TASK BRIEF:
Going line by line through the entries below, count those that contain "WAVE". Give the number by itself.

──────

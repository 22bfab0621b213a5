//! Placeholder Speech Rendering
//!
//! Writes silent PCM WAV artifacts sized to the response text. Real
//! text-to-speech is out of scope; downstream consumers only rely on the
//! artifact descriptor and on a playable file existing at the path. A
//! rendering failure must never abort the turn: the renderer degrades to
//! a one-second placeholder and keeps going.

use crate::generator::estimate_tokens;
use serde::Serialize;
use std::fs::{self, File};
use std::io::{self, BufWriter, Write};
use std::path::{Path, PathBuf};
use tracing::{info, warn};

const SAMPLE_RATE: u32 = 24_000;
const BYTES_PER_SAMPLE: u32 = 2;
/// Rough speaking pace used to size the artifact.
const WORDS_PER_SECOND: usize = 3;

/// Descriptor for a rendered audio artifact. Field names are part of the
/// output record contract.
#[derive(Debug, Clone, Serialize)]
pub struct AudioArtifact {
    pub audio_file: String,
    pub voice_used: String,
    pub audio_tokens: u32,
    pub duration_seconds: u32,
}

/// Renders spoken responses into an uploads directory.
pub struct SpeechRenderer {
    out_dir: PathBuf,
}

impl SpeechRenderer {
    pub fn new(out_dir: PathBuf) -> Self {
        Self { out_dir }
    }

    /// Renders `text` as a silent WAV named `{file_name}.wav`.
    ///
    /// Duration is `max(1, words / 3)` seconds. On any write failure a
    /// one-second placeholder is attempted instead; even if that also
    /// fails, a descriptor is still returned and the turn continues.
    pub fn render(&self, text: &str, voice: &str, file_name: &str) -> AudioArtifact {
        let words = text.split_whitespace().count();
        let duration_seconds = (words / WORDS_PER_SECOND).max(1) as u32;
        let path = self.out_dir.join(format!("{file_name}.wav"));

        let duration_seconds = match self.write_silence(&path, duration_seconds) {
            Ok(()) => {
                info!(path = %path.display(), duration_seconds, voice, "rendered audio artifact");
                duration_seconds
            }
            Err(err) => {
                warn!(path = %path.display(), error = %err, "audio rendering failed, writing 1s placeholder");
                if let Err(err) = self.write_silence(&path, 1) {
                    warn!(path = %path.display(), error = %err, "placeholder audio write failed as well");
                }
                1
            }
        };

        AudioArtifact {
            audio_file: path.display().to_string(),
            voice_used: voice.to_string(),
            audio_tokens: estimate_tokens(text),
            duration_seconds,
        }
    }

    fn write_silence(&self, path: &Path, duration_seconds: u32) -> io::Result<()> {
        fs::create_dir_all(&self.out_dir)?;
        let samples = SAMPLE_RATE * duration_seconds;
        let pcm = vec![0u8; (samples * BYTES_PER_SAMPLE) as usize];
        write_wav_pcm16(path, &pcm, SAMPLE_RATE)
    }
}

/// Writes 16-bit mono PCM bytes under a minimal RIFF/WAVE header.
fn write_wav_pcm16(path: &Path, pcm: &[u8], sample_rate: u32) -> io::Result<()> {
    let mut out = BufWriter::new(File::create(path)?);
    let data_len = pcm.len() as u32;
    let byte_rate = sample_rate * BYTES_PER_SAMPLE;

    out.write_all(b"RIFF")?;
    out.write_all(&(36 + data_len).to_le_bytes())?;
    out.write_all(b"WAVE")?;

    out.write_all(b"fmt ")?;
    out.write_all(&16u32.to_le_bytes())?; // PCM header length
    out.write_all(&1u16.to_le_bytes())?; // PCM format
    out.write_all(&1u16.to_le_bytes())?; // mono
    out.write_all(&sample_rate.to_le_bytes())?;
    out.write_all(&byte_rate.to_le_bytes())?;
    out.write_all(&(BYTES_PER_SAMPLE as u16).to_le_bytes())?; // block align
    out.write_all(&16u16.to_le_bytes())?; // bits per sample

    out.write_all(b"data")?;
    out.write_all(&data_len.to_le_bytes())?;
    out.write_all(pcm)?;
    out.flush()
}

──────

WRITTEN RESPONSE:
2